Not really, the complaint is genuinely with the originals. Even at their best,
we get what from surrealism, maybe one message? ie, the norms of artistic
expression are fundamentally arbitrary?

That's just... the sort of thing I expect any 16-year old to find obvious.

So I can entertain a few possibilities:

1) Everyone finds this message, which I find obvious, to be deeply profound,
to the point where they want to be bludgeoned with it over and over.

2) No one actually understands why these films are good, they're just
endorsing the bizarre to look intelligent. Or parroting what film professors
or critics said about them, who in turn made careers off of taking
iconoclastic positions.

3) There's something deeper in these forms of art that I haven't directly
experienced and no one is quite able to articulate.

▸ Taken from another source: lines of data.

//! Query specifications
//!
//! A [`QuerySpec`] names the store (and optionally an index) to scan, the
//! key range and direction, and the skip/limit/filter/map stages applied to
//! the cursor. Specs are immutable once built and can be executed repeatedly.

use std::fmt;
use std::sync::Arc;

use super::direction::Direction;
use super::range::KeyRange;
use crate::executor::TransformError;
use crate::storage::{Entry, ScanTarget, ScopeMode};

/// Predicate deciding whether an entry is accepted
pub type EntryFilter = Arc<dyn Fn(&Entry) -> Result<bool, TransformError> + Send + Sync>;

/// Projection applied to every emitted entry
pub type EntryMap<T> = Arc<dyn Fn(&Entry) -> Result<T, TransformError> + Send + Sync>;

/// Caller-supplied description of one range query.
///
/// The type parameter is what the query emits: [`Entry`] until a map stage
/// is attached.
pub struct QuerySpec<T = Entry> {
    store: String,
    index: Option<String>,
    range: KeyRange,
    direction: Direction,
    skip: u64,
    limit: Option<u64>,
    mode: ScopeMode,
    filter: Option<EntryFilter>,
    map: EntryMap<T>,
    mapped: bool,
}

impl QuerySpec<Entry> {
    /// Scan `store` in primary key order over every key
    pub fn new(store: impl Into<String>) -> Self {
        Self {
            store: store.into(),
            index: None,
            range: KeyRange::Unbounded,
            direction: Direction::Forward,
            skip: 0,
            limit: None,
            mode: ScopeMode::ReadOnly,
            filter: None,
            map: Arc::new(|entry: &Entry| Ok::<_, TransformError>(entry.clone())),
            mapped: false,
        }
    }
}

impl<T> QuerySpec<T> {
    /// Scan a secondary index instead of the primary key order
    pub fn with_index(mut self, index: impl Into<String>) -> Self {
        self.index = Some(index.into());
        self
    }

    pub fn with_range(mut self, range: KeyRange) -> Self {
        self.range = range;
        self
    }

    pub fn with_direction(mut self, direction: Direction) -> Self {
        self.direction = direction;
        self
    }

    /// Number of accepted entries to pass over before emitting
    pub fn with_skip(mut self, skip: u64) -> Self {
        self.skip = skip;
        self
    }

    /// Maximum number of entries to emit
    pub fn with_limit(mut self, limit: u64) -> Self {
        self.limit = Some(limit);
        self
    }

    /// Declare intent to mutate; the scope is opened read-write
    pub fn read_write(mut self) -> Self {
        self.mode = ScopeMode::ReadWrite;
        self
    }

    /// Only accept entries for which `predicate` holds
    pub fn with_filter<F>(self, predicate: F) -> Self
    where
        F: Fn(&Entry) -> bool + Send + Sync + 'static,
    {
        self.with_try_filter(move |entry| Ok(predicate(entry)))
    }

    /// Like [`with_filter`](Self::with_filter), but the predicate may fail
    pub fn with_try_filter<F>(mut self, predicate: F) -> Self
    where
        F: Fn(&Entry) -> Result<bool, TransformError> + Send + Sync + 'static,
    {
        self.filter = Some(Arc::new(predicate));
        self
    }

    /// Emit `f(entry)` instead of the entry
    pub fn with_map<U, F>(self, f: F) -> QuerySpec<U>
    where
        F: Fn(&Entry) -> U + Send + Sync + 'static,
    {
        self.with_try_map(move |entry| Ok(f(entry)))
    }

    /// Like [`with_map`](Self::with_map), but the projection may fail
    pub fn with_try_map<U, F>(self, f: F) -> QuerySpec<U>
    where
        F: Fn(&Entry) -> Result<U, TransformError> + Send + Sync + 'static,
    {
        QuerySpec {
            store: self.store,
            index: self.index,
            range: self.range,
            direction: self.direction,
            skip: self.skip,
            limit: self.limit,
            mode: self.mode,
            filter: self.filter,
            map: Arc::new(f),
            mapped: true,
        }
    }

    pub fn store(&self) -> &str {
        &self.store
    }

    pub fn index(&self) -> Option<&str> {
        self.index.as_deref()
    }

    pub fn target(&self) -> ScanTarget {
        match &self.index {
            Some(name) => ScanTarget::index(name.as_str()),
            None => ScanTarget::Store,
        }
    }

    pub fn range(&self) -> &KeyRange {
        &self.range
    }

    pub fn direction(&self) -> Direction {
        self.direction
    }

    pub fn skip(&self) -> u64 {
        self.skip
    }

    pub fn limit(&self) -> Option<u64> {
        self.limit
    }

    pub fn mode(&self) -> ScopeMode {
        self.mode
    }

    pub fn filter(&self) -> Option<&EntryFilter> {
        self.filter.as_ref()
    }

    pub fn map(&self) -> &EntryMap<T> {
        &self.map
    }

    pub fn has_filter(&self) -> bool {
        self.filter.is_some()
    }

    /// Whether a map stage replaces the emitted entries
    pub fn is_mapped(&self) -> bool {
        self.mapped
    }
}

impl<T> Clone for QuerySpec<T> {
    fn clone(&self) -> Self {
        Self {
            store: self.store.clone(),
            index: self.index.clone(),
            range: self.range.clone(),
            direction: self.direction,
            skip: self.skip,
            limit: self.limit,
            mode: self.mode,
            filter: self.filter.clone(),
            map: Arc::clone(&self.map),
            mapped: self.mapped,
        }
    }
}

impl<T> fmt::Debug for QuerySpec<T> {
    fn fmt(&self, f: &mut fmt::Formatter<'_>) -> fmt::Result {
        f.debug_struct("QuerySpec")
            .field("store", &self.store)
            .field("index", &self.index)
            .field("range", &self.range)
            .field("direction", &self.direction)
            .field("skip", &self.skip)
            .field("limit", &self.limit)
            .field("mode", &self.mode)
            .field("filtered", &self.filter.is_some())
            .field("mapped", &self.mapped)
            .finish()
    }
}
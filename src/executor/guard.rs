//! Scope release guard
//!
//! Wraps an open [`Scope`] so it is released exactly once on every exit path:
//! explicit release after the pipeline finishes, or drop when a query future
//! or stream is abandoned mid-flight.

use std::sync::Arc;

use crate::observability::{Logger, MetricsRegistry};
use crate::storage::Scope;

/// Owns an open scope until release
pub struct ScopeGuard<S: Scope> {
    scope: S,
    released: bool,
    metrics: Arc<MetricsRegistry>,
    query_id: String,
}

impl<S: Scope> ScopeGuard<S> {
    pub fn new(scope: S, metrics: Arc<MetricsRegistry>, query_id: impl Into<String>) -> Self {
        let query_id = query_id.into();
        metrics.increment_scopes_opened();
        Logger::trace(
            "SCOPE_OPENED",
            &[
                ("mode", scope.mode().as_str()),
                ("query_id", query_id.as_str()),
                ("store", scope.store()),
            ],
        );
        Self {
            scope,
            released: false,
            metrics,
            query_id,
        }
    }

    pub fn scope(&self) -> &S {
        &self.scope
    }

    pub fn is_released(&self) -> bool {
        self.released
    }

    /// Release now. Cursors from this scope must already be dropped.
    pub fn release(mut self) {
        self.release_once("finished");
    }

    fn release_once(&mut self, reason: &str) {
        if self.released {
            return;
        }
        self.released = true;
        self.scope.release();
        self.metrics.increment_scopes_released();
        Logger::trace(
            "SCOPE_RELEASED",
            &[
                ("query_id", self.query_id.as_str()),
                ("reason", reason),
                ("store", self.scope.store()),
            ],
        );
    }
}

impl<S: Scope> Drop for ScopeGuard<S> {
    fn drop(&mut self) {
        self.release_once("dropped");
    }
}
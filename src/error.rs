//! Error types and handling for the `MotoPlan` application

use std::fmt;

use thiserror::Error;

/// External service that produced a remote error
#[derive(Debug, Clone, Copy, PartialEq, Eq)]
pub enum Service {
    Geocoding,
    Routing,
    Weather,
    Insight,
}

impl fmt::Display for Service {
    fn fmt(&self, f: &mut fmt::Formatter<'_>) -> fmt::Result {
        let name = match self {
            Service::Geocoding => "Geocoding",
            Service::Routing => "Routing",
            Service::Weather => "Weather API",
            Service::Insight => "Gemini API",
        };
        f.write_str(name)
    }
}

/// Main error type for the `MotoPlan` application
#[derive(Error, Debug)]
pub enum MotoPlanError {
    /// The geocoder had no candidate for a place name
    #[error("Could not find location: {query}")]
    NotFound { query: String },

    /// No saved route with this id in the user's collection
    #[error("No saved route with id {id}")]
    UnknownRoute { id: String },

    /// Non-success response or unexpected payload from an external service
    #[error("{service} Error: {message}")]
    Remote {
        service: Service,
        status: Option<u16>,
        message: String,
    },

    /// Request could not be sent or its body could not be read
    #[error("{service} request failed: {message}")]
    Transport { service: Service, message: String },

    /// A credential is missing locally
    #[error("{message}")]
    Auth { message: String },

    /// Configuration-related errors
    #[error("Configuration error: {message}")]
    Config { message: String },

    /// Input validation errors
    #[error("Invalid input: {message}")]
    Validation { message: String },

    /// Saved-route storage errors
    #[error("Storage error: {message}")]
    Store { message: String },

    /// I/O operation errors
    #[error("I/O error: {source}")]
    Io {
        #[from]
        source: std::io::Error,
    },
}

impl MotoPlanError {
    /// Create a new not-found error
    pub fn not_found<S: Into<String>>(query: S) -> Self {
        Self::NotFound {
            query: query.into(),
        }
    }

    /// Create a new remote error
    pub fn remote<S: Into<String>>(service: Service, status: Option<u16>, message: S) -> Self {
        Self::Remote {
            service,
            status,
            message: message.into(),
        }
    }

    /// Create a new transport error
    pub fn transport<S: Into<String>>(service: Service, message: S) -> Self {
        Self::Transport {
            service,
            message: message.into(),
        }
    }

    /// Create a new credential error
    pub fn auth<S: Into<String>>(message: S) -> Self {
        Self::Auth {
            message: message.into(),
        }
    }

    /// Create a new configuration error
    pub fn config<S: Into<String>>(message: S) -> Self {
        Self::Config {
            message: message.into(),
        }
    }

    /// Create a new validation error
    pub fn validation<S: Into<String>>(message: S) -> Self {
        Self::Validation {
            message: message.into(),
        }
    }

    /// Create a new storage error
    pub fn store<S: Into<String>>(message: S) -> Self {
        Self::Store {
            message: message.into(),
        }
    }

    /// The message reported by the remote service, if this is a remote error
    #[must_use]
    pub fn remote_message(&self) -> Option<&str> {
        match self {
            MotoPlanError::Remote { message, .. } => Some(message),
            _ => None,
        }
    }

    /// Whether the user should be pointed at their API keys
    #[must_use]
    pub fn is_credential_problem(&self) -> bool {
        match self {
            MotoPlanError::Auth { .. } => true,
            MotoPlanError::Remote {
                status: Some(401 | 403),
                ..
            } => true,
            MotoPlanError::Remote { message, .. } => message.to_lowercase().contains("key"),
            _ => false,
        }
    }

    /// Get a user-friendly error message
    #[must_use]
    pub fn user_message(&self) -> String {
        match self {
            MotoPlanError::NotFound { query } => format!("Could not find location: {query}"),
            MotoPlanError::UnknownRoute { .. }
            | MotoPlanError::Remote { .. }
            | MotoPlanError::Auth { .. } => self.to_string(),
            MotoPlanError::Transport { service, .. } => format!(
                "Unable to reach the {service} service. Please check your internet connection."
            ),
            MotoPlanError::Config { .. } => {
                "Configuration error. Please check your config file and API keys.".to_string()
            }
            MotoPlanError::Validation { message } => message.clone(),
            MotoPlanError::Store { .. } => {
                "Saved routes are unavailable. Please check the store location.".to_string()
            }
            MotoPlanError::Io { .. } => {
                "File operation failed. Please check file permissions.".to_string()
            }
        }
    }
}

4) People like what they like. (Hat tip to John Hodgman.)

I've never really found overwhelming evidence to support or disconfirm any of
the alternatives, and not holding out hope I ever will, but would love to see
it someday.

I genuinely would like nothing more than to hear that (3) is the right answer.
I've had multiple hours-long conversations looking for support of that one.

In the absence of persuasive evidence in any direction, I should probably
favor (4). It has no predictive power as a model, which sucks, but of the
available options, it's the most charitable to all concerned.